Lets summarize. Corticospinal: voluntary mov. Corticobulbar: voluntary mov CN's. Corticopontine, and
pontocerebellar. What type of axons are in the pontocerebellar? Mossy. All type of axons coming to the
cerebelllum are mossy, except climbing from the inferior olive. So now the purkinje cell will receive the
connection via cell pathways. The purkinje cell to the dendate nucleus, then to rubral, then to the thalamus.
A lesion of any of these neurons will cause muscle incoordination. So if you destroy the corticopontine,
muscular incoordination. If you destroy any part of the cerebellum you hav muscular incoordination. Same
with lesions in the red nucleus.
The lesion of the cerebellum of course will be different things. Intention tremor which means that when you
want to perform something, you will begin to tremor. This is a sheet of paper.

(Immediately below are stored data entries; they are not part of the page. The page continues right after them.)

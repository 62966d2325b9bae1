//! Change notification feed
//!
//! Coarse invalidation signals: a notification carries no payload beyond
//! which table changed. Subscribers re-fetch and recompute; there is no
//! incremental diffing.

use serde::{Deserialize, Serialize};
use std::fmt;
use std::sync::atomic::{AtomicU64, Ordering};
use std::sync::{Arc, Mutex};

/// Tables a subscriber can watch.
#[derive(Debug, Clone, Copy, PartialEq, Eq, Hash, Serialize, Deserialize)]
#[serde(rename_all = "lowercase")]
pub enum Table {
    Jobs,
    Users,
    Announcements,
}

impl fmt::Display for Table {
    fn fmt(&self, f: &mut fmt::Formatter<'_>) -> fmt::Result {
        match self {
            Table::Jobs => write!(f, "jobs"),
            Table::Users => write!(f, "users"),
            Table::Announcements => write!(f, "announcements"),
        }
    }
}

type Handler = Arc<dyn Fn(Table) + Send + Sync>;

struct Subscriber {
    id: u64,
    table: Table,
    handler: Handler,
}

/// Handle returned from [`ChangeFeed::subscribe`]; pass it back to
/// [`ChangeFeed::unsubscribe`] to stop receiving notifications.
#[derive(Debug, Clone, Copy, PartialEq, Eq)]
pub struct SubscriptionHandle(u64);

/// Subscription registry for table-change notifications.
pub struct ChangeFeed {
    next_id: AtomicU64,
    subscribers: Mutex<Vec<Subscriber>>,
}

impl ChangeFeed {
    /// Create an empty feed.
    pub fn new() -> Self {
        Self {
            next_id: AtomicU64::new(0),
            subscribers: Mutex::new(Vec::new()),
        }
    }

    /// Register a handler for changes to `table`.
    pub fn subscribe<F>(&self, table: Table, handler: F) -> SubscriptionHandle
    where
        F: Fn(Table) + Send + Sync + 'static,
    {
        let id = self.next_id.fetch_add(1, Ordering::SeqCst);
        if let Ok(mut subs) = self.subscribers.lock() {
            subs.push(Subscriber {
                id,
                table,
                handler: Arc::new(handler),
            });
        }
        SubscriptionHandle(id)
    }

    /// Remove a subscription. Unknown handles are ignored.
    pub fn unsubscribe(&self, handle: SubscriptionHandle) {
        if let Ok(mut subs) = self.subscribers.lock() {
            subs.retain(|s| s.id != handle.0);
        }
    }

    /// Notify all subscribers of `table` that something in it changed.
    ///
    /// Handlers run on the calling thread, outside the registry lock, so a
    /// handler may itself subscribe or unsubscribe.
    pub fn notify(&self, table: Table) {
        let handlers: Vec<Handler> = match self.subscribers.lock() {
            Ok(subs) => subs
                .iter()
                .filter(|s| s.table == table)
                .map(|s| Arc::clone(&s.handler))
                .collect(),
            Err(_) => return,
        };

        for handler in handlers {
            handler(table);
        }
    }

    /// Number of live subscriptions across all tables.
    pub fn subscriber_count(&self) -> usize {
        self.subscribers.lock().map(|s| s.len()).unwrap_or(0)
    }
}

impl Default for ChangeFeed {
    fn default() -> Self {
        Self::new()
    }
}

impl fmt::Debug for ChangeFeed {
    fn fmt(&self, f: &mut fmt::Formatter<'_>) -> fmt::Result {
        f.debug_struct("ChangeFeed")
            .field("subscribers", &self.subscriber_count())
            .finish()
    }
}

This is dysmetria.
Adiadocokinesis is the inability to perform. Language problems. You will pronounce complete words, but
will sound wrong because can't control tongue movements. If you are told to walk a straight line and then
walk backwards, they can't do it in a straight line. This is called the Star sign. Deviation will occur
depending on the site of the lesion of the brainstem.
Point 2.
Difference between the lesion in the anterior versus posterior cerebellum. I know that everyone should
know that flocculo system will give you problems with vision. Monday before 12.